No, Public Officials Aren’t “Ministers of God”

Oh Alabama…Are you trying to out-Texas Texas?

For years, we’ve watched the antics of crazy Judge Roy Moore–he of the 5-ton Ten Commandments fiasco– who somehow managed to get himself re-elected to the Alabama Supreme Court a couple of years ago. (Moore is a poster child for the proposition that Judges ought not be popularly elected.)

In the wake of the Supreme Court’s ruling on same-sex marriage, Moore has (predictably) gone over the edge. Far, far over. So has the lawyer representing him, who is apparently as delusional about the American legal system and the settled meaning of the First Amendment as his client.
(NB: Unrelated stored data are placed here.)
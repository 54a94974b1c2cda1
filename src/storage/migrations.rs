//! Database migrations

use rusqlite::Connection;

use crate::error::{PackError, Result};

const MIGRATIONS: [&str; 2] = [
    include_str!("../../migrations/001_pack_sizes.sql"),
    include_str!("../../migrations/002_pack_sizes_audit.sql"),
];

pub const SCHEMA_VERSION: u32 = MIGRATIONS.len() as u32;

/// Run all pending migrations on the database
pub fn run_migrations(conn: &Connection) -> Result<u32> {
    let current_version: u32 = conn
        .query_row("PRAGMA user_version;", [], |row| row.get(0))
        .map_err(|err| PackError::Migration(err.to_string()))?;

    for (idx, sql) in MIGRATIONS.iter().enumerate() {
        let target_version = (idx + 1) as u32;
        if current_version >= target_version {
            continue;
        }

        conn.execute_batch(sql).map_err(|err| {
            PackError::Migration(format!("migration {target_version} failed: {err}"))
        })?;
        conn.pragma_update(None, "user_version", target_version)
            .map_err(|err| {
                PackError::Migration(format!(
                    "failed to set user_version {target_version}: {err}"
                ))
            })?;
    }

    Ok(SCHEMA_VERSION)
}
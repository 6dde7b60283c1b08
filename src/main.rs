// ABOUTME: CLI entry point for table-replicator
// ABOUTME: Parses commands, sets up logging, and routes to the command handlers

use clap::{Args, Parser, Subcommand};
use std::path::PathBuf;
use table_replicator::commands;
use table_replicator::config::{ConfigOverrides, SyncConfig};

#[derive(Parser)]
#[command(name = "table-replicator")]
#[command(about = "Replicates unsynced cloud table rows into a local database", long_about = None)]
#[command(version)]
struct Cli {
    /// Allow self-signed TLS certificates (insecure - use only for testing)
    #[arg(
        long = "allow-self-signed-certs",
        global = true,
        default_value_t = false
    )]
    allow_self_signed_certs: bool,
    /// Set the log level (error, warn, info, debug, trace)
    #[arg(long, global = true, default_value = "info")]
    log: String,
    #[command(subcommand)]
    command: Commands,
}

#[derive(Args, Clone)]
struct ConfigArgs {
    /// Path to the replicator TOML config (tables, interval, connection strings)
    #[arg(long = "config", env = "TABLE_REPLICATOR_CONFIG")]
    config_path: PathBuf,
    /// CloudDb connection string; overrides the config file
    #[arg(long = "cloud-db", env = "CLOUD_DB_URL", hide_env_values = true)]
    cloud_db: Option<String>,
    /// LocalDb connection string; overrides the config file
    #[arg(long = "local-db", env = "LOCAL_DB_URL", hide_env_values = true)]
    local_db: Option<String>,
}

impl ConfigArgs {
    fn load(&self, sync_interval_secs: Option<u64>) -> anyhow::Result<SyncConfig> {
        let overrides = ConfigOverrides {
            cloud_db: self.cloud_db.clone(),
            local_db: self.local_db.clone(),
            sync_interval_secs,
        };
        SyncConfig::load(&self.config_path, &overrides)
    }
}

#[derive(Subcommand)]
enum Commands {
    /// Replicate unsynced rows from CloudDb into LocalDb on a fixed interval
    Sync {
        #[command(flatten)]
        config: ConfigArgs,
        /// Seconds to wait between sync cycles; overrides the config file (default: 30)
        #[arg(long)]
        interval: Option<u64>,
        /// Run a single sync cycle and exit (don't run continuously)
        #[arg(long)]
        once: bool,
    },
    /// Check both databases are reachable and every configured table fits the sync contract
    Validate {
        #[command(flatten)]
        config: ConfigArgs,
    },
}

#[tokio::main]
async fn main() -> anyhow::Result<()> {
    let cli = Cli::parse();

    // Initialize logging
    // 1. RUST_LOG environment variable has highest precedence
    // 2. --log flag is used if RUST_LOG is not set
    let env_filter = tracing_subscriber::EnvFilter::try_from_default_env()
        .unwrap_or_else(|_| tracing_subscriber::EnvFilter::new(cli.log.clone()));

    tracing_subscriber::fmt().with_env_filter(env_filter).init();

    table_replicator::postgres::init_tls_policy(cli.allow_self_signed_certs);

    match cli.command {
        Commands::Sync {
            config,
            interval,
            once,
        } => {
            let config = config.load(interval)?;
            commands::sync(config, once).await
        }
        Commands::Validate { config } => {
            let config = config.load(None)?;
            commands::validate(&config).await
        }
    }
}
In a letter to Alabama’s Governor urging defiance of the Supreme Court’s decision, the lawyer–Win Johnson–wrote:

Public officials are ministers of God assigned the duty of punishing the wicked and protecting the righteous. If the public officials decide to officially approve of the acts of the wicked, they must logically not protect the righteous from the wicked. In fact, they must become protectors of the wicked. You cannot serve two masters; you must pick — God or Satan.

And you know whose side that crafty Satan is on….

I’m not sure what law school Mr. Johnson attended, but the fact that he actually matriculated should be cause for considerable concern.

This isn’t just a misunderstanding of separation of church and state;  it’s civil law as understood by the Taliban.